What Are Pythagorean Trigonometric Identities?

In mathematics, identity is referred to as an equation that stands true for all values of the variables that reside within it. A trigonometric identity refers to an equation with trigonometric functions, and that stands true for every value substituted for a variable. Trigonometric identities help in simplifying trigonometric expressions. Trigonometric identities involving the Pythagorean theorem are the most commonly used ones. If you have anything that has a right triangle within it, you can learn a great deal about it with the help of this form of math. These identities ca be used to understand the nature and relationships of all angles and sides within the structure.

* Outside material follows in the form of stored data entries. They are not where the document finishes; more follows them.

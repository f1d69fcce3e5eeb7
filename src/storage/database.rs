//! Database connection handling using rusqlite.
//!
//! The connection sits behind a mutex so that every store operation is one
//! atomic read-modify-write with respect to concurrent callers (the batch
//! reconciler and on-demand fetches share this handle).

use std::path::PathBuf;
use std::sync::{Mutex, MutexGuard};

use rusqlite::{Connection, Result as SqliteResult};
use thiserror::Error;

use crate::storage::schema::{CURRENT_VERSION, SCHEMA, SCHEMA_VERSION_TABLE};

/// Database wrapper for SQLite operations.
pub struct Database {
    conn: Mutex<Connection>,
}

impl Database {
    /// Open or create a database at the given path.
    pub fn open(path: &PathBuf) -> Result<Self, DatabaseError> {
        // Ensure parent directory exists
        if let Some(parent) = path.parent() {
            std::fs::create_dir_all(parent).map_err(|e| DatabaseError::IoError(e.to_string()))?;
        }

        let conn =
            Connection::open(path).map_err(|e| DatabaseError::ConnectionFailed(e.to_string()))?;

        let db = Self {
            conn: Mutex::new(conn),
        };
        db.initialize()?;

        Ok(db)
    }

    /// Open an in-memory database (for testing).
    pub fn open_in_memory() -> Result<Self, DatabaseError> {
        let conn = Connection::open_in_memory()
            .map_err(|e| DatabaseError::ConnectionFailed(e.to_string()))?;

        let db = Self {
            conn: Mutex::new(conn),
        };
        db.initialize()?;

        Ok(db)
    }

    /// Initialize the database schema.
    fn initialize(&self) -> Result<(), DatabaseError> {
        let conn = self.connection();

        conn.execute_batch(SCHEMA_VERSION_TABLE)
            .map_err(|e| DatabaseError::MigrationFailed(e.to_string()))?;

        let current_version = Self::schema_version(&conn)?;

        if current_version < CURRENT_VERSION {
            Self::migrate(&conn, current_version)?;
        }

        Ok(())
    }

    /// Get the current schema version.
    fn schema_version(conn: &Connection) -> Result<i32, DatabaseError> {
        let result: SqliteResult<i32> = conn.query_row(
            "SELECT COALESCE(MAX(version), 0) FROM schema_version",
            [],
            |row| row.get(0),
        );

        match result {
            Ok(version) => Ok(version),
            Err(rusqlite::Error::QueryReturnedNoRows) => Ok(0),
            Err(e) => Err(DatabaseError::QueryFailed(e.to_string())),
        }
    }

    /// Run database migrations.
    fn migrate(conn: &Connection, from_version: i32) -> Result<(), DatabaseError> {
        if from_version < 1 {
            conn.execute_batch(SCHEMA)
                .map_err(|e| DatabaseError::MigrationFailed(e.to_string()))?;

            conn.execute(
                "INSERT INTO schema_version (version, applied_at) VALUES (?, datetime('now'))",
                [CURRENT_VERSION],
            )
            .map_err(|e| DatabaseError::MigrationFailed(e.to_string()))?;

            tracing::info!("Database migrated to version {}", CURRENT_VERSION);
        }

        // Future migrations would go here:
        // if from_version < 2 { ... }

        Ok(())
    }

    /// Lock and return the underlying connection.
    pub fn connection(&self) -> MutexGuard<'_, Connection> {
        self.conn.lock().unwrap_or_else(|poisoned| poisoned.into_inner())
    }
}

/// Database errors.
#[derive(Debug, Error)]
pub enum DatabaseError {
    #[error("Failed to connect to database: {0}")]
    ConnectionFailed(String),

    #[error("IO error: {0}")]
    IoError(String),

    #[error("Migration failed: {0}")]
    MigrationFailed(String),

    #[error("Query failed: {0}")]
    QueryFailed(String),

    #[error("Record not found: {0}")]
    NotFound(String),

    #[error("Serialization error: {0}")]
    SerializationError(String),

    #[error("Deserialization error: {0}")]
    DeserializationError(String),
}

In the unit circle, i.e., the circle with a radius of 1, a point on a unit circle (vertex of a right triangle) can be represented by cos(θ) and sin (θ). Now, the adjacent and opposite of right triangle has values of sin(θ) and cos(θ), the Pythagorean theorem can be applied to obtain.

Sin²(θ) + cos²(θ) = 1

This equation is known as first Pythagorean identity. It stands true for all values of theta in a unit circle.

By using the first Pythagorean identity, we can obtain other identities such as:

Sin²(θ) + cos²(θ) = 1

Dividing each term by cos²(θ)

Sin²(θ)/cos²(θ) +cos²(θ)/cos²(θ) = 1/cos²(θ)

We know 1/cos(θ)=sec(θ) and sin(θ)/cos(θ)= tan(θ)

Simplifying we term, we get : Tan²(θ) + 1= sec²(θ)

We now have our second Pythagorean identity : Tan²(θ) + 1 =sec²(θ)

Using the first identity to obtain the third Pythagorean identity : Sin²(θ) + cos²(θ) = 1

Dividing each term by sin²(θ)

Sin²(θ)/sin²(θ) + cos²(θ)/sin²(θ) = 1/sin²(θ)

We know that 1/sin(θ) =cosec(θ) and cos(θ)/sin(θ) =cot(θ)

1 + cot²(θ) = cosec²(θ)

The third Pythagorean identity is : 1 + cot²(θ) = cosec²(θ).